**ACTIVITY**
Copy each line of the following data that contains "lock".

Collected data:

• • • •

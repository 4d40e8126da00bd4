use std::collections::HashMap;

use shipwright_config::WorkflowDef;

use crate::edge::Edge;
use crate::error::WorkflowError;
use crate::graph::Graph;
use crate::node::Node;
use crate::signature::Signature;

/// A validated workflow ready for planning.
///
/// Nodes keep the order in which they were defined; this order breaks ties in
/// the topological ordering and decides group membership order.
#[derive(Debug, Clone, PartialEq)]
pub struct Workflow {
  pub workflow_id: String,
  pub name: Option<String>,
  nodes: Vec<Node>,
  index: HashMap<String, usize>,
  edges: Vec<Edge>,
}

impl Workflow {
  /// Build a workflow, checking node ID uniqueness and edge endpoints.
  pub fn new(
    workflow_id: impl Into<String>,
    nodes: Vec<Node>,
    edges: Vec<Edge>,
  ) -> Result<Self, WorkflowError> {
    let mut index = HashMap::with_capacity(nodes.len());
    for (position, node) in nodes.iter().enumerate() {
      if index.insert(node.id().to_string(), position).is_some() {
        return Err(WorkflowError::DuplicateNodeId {
          node_id: node.id().to_string(),
        });
      }
    }

    for edge in &edges {
      if !index.contains_key(&edge.src) || !index.contains_key(&edge.dst) {
        return Err(WorkflowError::InvalidEdge {
          from: edge.src.clone(),
          to: edge.dst.clone(),
        });
      }
    }

    Ok(Self {
      workflow_id: workflow_id.into(),
      name: None,
      nodes,
      index,
      edges,
    })
  }

  /// Validate a definition into a workflow.
  pub fn from_def(def: WorkflowDef) -> Result<Self, WorkflowError> {
    let nodes = def
      .nodes
      .into_iter()
      .map(Node::from_def)
      .collect::<Result<Vec<_>, _>>()?;
    let edges = def
      .edges
      .into_iter()
      .map(Edge::from_def)
      .collect::<Result<Vec<_>, _>>()?;

    let mut workflow = Self::new(def.workflow_id, nodes, edges)?;
    workflow.name = def.name;
    Ok(workflow)
  }

  /// Build the graph structure for ordering and traversal.
  pub fn graph(&self) -> Graph {
    Graph::new(self.node_ids(), &self.edges)
  }

  /// Nodes in definition order.
  pub fn nodes(&self) -> &[Node] {
    &self.nodes
  }

  /// Attach a signature to one node. This is the only write a node accepts
  /// after ingestion.
  pub fn attach_signature(
    &mut self,
    node_id: &str,
    signature: Signature,
  ) -> Result<(), WorkflowError> {
    let position = *self
      .index
      .get(node_id)
      .ok_or_else(|| WorkflowError::NodeNotFound(node_id.to_string()))?;
    self.nodes[position].attach_signature(signature)
  }

  pub fn node_ids(&self) -> impl Iterator<Item = &str> {
    self.nodes.iter().map(Node::id)
  }

  pub fn edges(&self) -> &[Edge] {
    &self.edges
  }

  /// Get a node by ID.
  pub fn get_node(&self, node_id: &str) -> Option<&Node> {
    self.index.get(node_id).map(|&position| &self.nodes[position])
  }

  pub fn len(&self) -> usize {
    self.nodes.len()
  }

  pub fn is_empty(&self) -> bool {
    self.nodes.is_empty()
  }
}

impl TryFrom<WorkflowDef> for Workflow {
  type Error = WorkflowError;

  fn try_from(def: WorkflowDef) -> Result<Self, Self::Error> {
    Self::from_def(def)
  }
}
use serde::{Deserialize, Serialize};
use shipwright_workflow::{Workflow, WorkflowError};
use tracing::{info, instrument};

use crate::contract::{CompatibilityRules, ContractWarning, validate_contracts};
use crate::grouping::{BuildGroup, plan_groups};
use crate::signature::sign_workflow;
use crate::spec::{ContainerSpec, generate_container_specs};

/// Result of a complete planning pass.
#[derive(Debug, Clone, PartialEq, Serialize, Deserialize)]
pub struct Plan {
  pub workflow_id: String,
  /// Topological order of all node IDs.
  pub order: Vec<String>,
  pub groups: Vec<BuildGroup>,
  pub specs: Vec<ContainerSpec>,
  #[serde(default, skip_serializing_if = "Vec::is_empty")]
  pub warnings: Vec<ContractWarning>,
}

/// Runs validation, signing, grouping and spec generation over one workflow.
///
/// The planner holds no per-workflow state, so one instance can plan any
/// number of workflows, including concurrently.
#[derive(Debug, Clone, Default)]
pub struct Planner {
  rules: CompatibilityRules,
}

impl Planner {
  pub fn new(rules: CompatibilityRules) -> Self {
    Self { rules }
  }

  pub fn rules(&self) -> &CompatibilityRules {
    &self.rules
  }

  /// Plan the builds for a workflow.
  ///
  /// Signatures are attached to the workflow's nodes in place. Any failure
  /// aborts the pass before a single spec is returned.
  #[instrument(name = "plan", skip(self, workflow), fields(workflow_id = %workflow.workflow_id))]
  pub fn plan(&self, workflow: &mut Workflow) -> Result<Plan, WorkflowError> {
    let warnings = validate_contracts(workflow, &self.rules)?;
    let order = workflow.graph().topological_order()?;

    sign_workflow(workflow)?;
    let groups = plan_groups(workflow)?;
    let specs = generate_container_specs(workflow, &groups)?;

    info!(
      nodes = workflow.len(),
      groups = groups.len(),
      warnings = warnings.len(),
      "workflow planned"
    );

    Ok(Plan {
      workflow_id: workflow.workflow_id.clone(),
      order,
      groups,
      specs,
      warnings,
    })
  }
}
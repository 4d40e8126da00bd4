//! Coordinator behaviour against a recording builder and a filesystem registry.

use std::collections::{HashMap, HashSet};
use std::sync::Mutex;
use std::time::Duration;

use async_trait::async_trait;
use shipwright_builder::{
  BuildError, BuildStatus, ContainerSpec, Coordinator, CoordinatorConfig, FsRegistry,
  ImageBuilder, RegistryStore, UpsertOutcome,
};
use shipwright_planner::Signature;
use tokio_util::sync::CancellationToken;

/// Builder that sleeps briefly and records how many builds overlap.
#[derive(Default)]
struct RecordingBuilder {
  failing: HashSet<String>,
  state: Mutex<State>,
}

#[derive(Default)]
struct State {
  in_flight: usize,
  max_in_flight: usize,
  per_image: HashMap<String, usize>,
  max_per_image: usize,
  built: Vec<String>,
}

impl RecordingBuilder {
  fn failing(images: &[&str]) -> Self {
    Self {
      failing: images.iter().map(|s| s.to_string()).collect(),
      ..Default::default()
    }
  }
}

#[async_trait]
impl ImageBuilder for RecordingBuilder {
  async fn build_and_push(&self, spec: &ContainerSpec) -> Result<(), BuildError> {
    {
      let mut state = self.state.lock().unwrap();
      state.in_flight += 1;
      state.max_in_flight = state.max_in_flight.max(state.in_flight);
      let count = state.per_image.entry(spec.image_name.clone()).or_insert(0);
      *count += 1;
      let count = *count;
      state.max_per_image = state.max_per_image.max(count);
    }

    tokio::time::sleep(Duration::from_millis(20)).await;

    let mut state = self.state.lock().unwrap();
    state.in_flight -= 1;
    if let Some(count) = state.per_image.get_mut(&spec.image_name) {
      *count -= 1;
    }

    if self.failing.contains(&spec.image_name) {
      return Err(BuildError::CommandFailed {
        command: format!("docker build -t {} .", spec.image_name),
        status: Some(1),
        stderr: "boom".to_string(),
      });
    }
    state.built.push(spec.image_name.clone());
    Ok(())
  }
}

fn spec(signature: &str, image_name: &str) -> ContainerSpec {
  ContainerSpec {
    signature: Signature::new(signature),
    node_ids: vec![format!("node-{}", signature)],
    image_name: image_name.to_string(),
  }
}

fn specs(count: usize) -> Vec<ContainerSpec> {
  (0..count)
    .map(|i| spec(&format!("sig{:04}", i), &format!("step:{:08}", i)))
    .collect()
}

#[tokio::test]
async fn test_all_specs_registered() {
  let dir = tempfile::tempdir().unwrap();
  let coordinator = Coordinator::new(
    RecordingBuilder::default(),
    FsRegistry::new(dir.path()),
    CoordinatorConfig::default(),
  );

  let report = coordinator.run(specs(3), CancellationToken::new()).await;

  assert!(report.is_success());
  assert_eq!(report.outcomes.len(), 3);
  for outcome in &report.outcomes {
    assert_eq!(
      outcome.status,
      BuildStatus::Registered {
        registry: UpsertOutcome::Inserted
      }
    );
  }
  assert_eq!(coordinator.registry().list().await.unwrap().len(), 3);

  let again = coordinator.run(specs(3), CancellationToken::new()).await;
  let unchanged = BuildStatus::Registered {
    registry: UpsertOutcome::Unchanged,
  };
  assert!(again.outcomes.iter().all(|o| o.status == unchanged));
}

#[tokio::test]
async fn test_failure_does_not_cancel_other_builds() {
  let dir = tempfile::tempdir().unwrap();
  let coordinator = Coordinator::new(
    RecordingBuilder::failing(&["step:00000001"]),
    FsRegistry::new(dir.path()),
    CoordinatorConfig::default(),
  );

  let report = coordinator.run(specs(3), CancellationToken::new()).await;

  assert!(!report.is_success());
  assert_eq!(report.failures().count(), 1);
  assert!(matches!(
    report.outcomes[1].status,
    BuildStatus::Failed { ref error } if error.contains("boom")
  ));
  assert!(matches!(
    report.outcomes[0].status,
    BuildStatus::Registered { .. }
  ));
  assert!(matches!(
    report.outcomes[2].status,
    BuildStatus::Registered { .. }
  ));

  let registry = coordinator.registry();
  assert!(
    registry
      .get(&Signature::new("sig0001"))
      .await
      .unwrap()
      .is_none()
  );
  assert_eq!(registry.list().await.unwrap().len(), 2);
}

#[tokio::test]
async fn test_concurrency_limit() {
  let dir = tempfile::tempdir().unwrap();
  let coordinator = Coordinator::new(
    RecordingBuilder::default(),
    FsRegistry::new(dir.path()),
    CoordinatorConfig { max_concurrency: 2 },
  );

  let report = coordinator.run(specs(6), CancellationToken::new()).await;

  assert!(report.is_success());
  let builder_state = coordinator_state(&coordinator);
  assert!(builder_state.0 <= 2, "max in flight was {}", builder_state.0);
  assert_eq!(builder_state.1, 6);
}

#[tokio::test]
async fn test_one_build_per_image_name() {
  let dir = tempfile::tempdir().unwrap();
  let coordinator = Coordinator::new(
    RecordingBuilder::default(),
    FsRegistry::new(dir.path()),
    CoordinatorConfig { max_concurrency: 8 },
  );

  // Distinct signatures whose tags collide on the same image name.
  let colliding = vec![
    spec("abcd1234aaaa", "ingest:abcd1234"),
    spec("abcd1234bbbb", "ingest:abcd1234"),
    spec("abcd1234cccc", "ingest:abcd1234"),
  ];
  let report = coordinator.run(colliding, CancellationToken::new()).await;

  assert!(report.is_success());
  let state = coordinator_state(&coordinator);
  assert_eq!(state.1, 3);
  assert_eq!(state.2, 1);
}

#[tokio::test]
async fn test_cancelled_run_skips_everything() {
  let dir = tempfile::tempdir().unwrap();
  let coordinator = Coordinator::new(
    RecordingBuilder::default(),
    FsRegistry::new(dir.path()),
    CoordinatorConfig::default(),
  );

  let cancel = CancellationToken::new();
  cancel.cancel();
  let report = coordinator.run(specs(4), cancel).await;

  assert!(
    report
      .outcomes
      .iter()
      .all(|o| o.status == BuildStatus::Skipped)
  );
  assert!(coordinator.registry().list().await.unwrap().is_empty());
}

#[tokio::test]
async fn test_report_serializes_with_status_tag() {
  let dir = tempfile::tempdir().unwrap();
  let coordinator = Coordinator::new(
    RecordingBuilder::default(),
    FsRegistry::new(dir.path()),
    CoordinatorConfig::default(),
  );

  let report = coordinator
    .run(vec![spec("sig", "step:sig")], CancellationToken::new())
    .await;
  let value = serde_json::to_value(&report).unwrap();

  assert_eq!(value["outcomes"][0]["status"], "registered");
  assert_eq!(value["outcomes"][0]["registry"], "inserted");
  assert_eq!(value["outcomes"][0]["spec"]["image_name"], "step:sig");
}

/// (max in flight, images built, max concurrent builds of one image)
fn coordinator_state(
  coordinator: &Coordinator<RecordingBuilder, FsRegistry>,
) -> (usize, usize, usize) {
  let state = coordinator.builder().state.lock().unwrap();
  (state.max_in_flight, state.built.len(), state.max_per_image)
}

• • • •

**ANSWER FOR THE TASK**
      let mut state = self.state.lock().unwrap();
    let mut state = self.state.lock().unwrap();
  let state = coordinator.builder().state.lock().unwrap();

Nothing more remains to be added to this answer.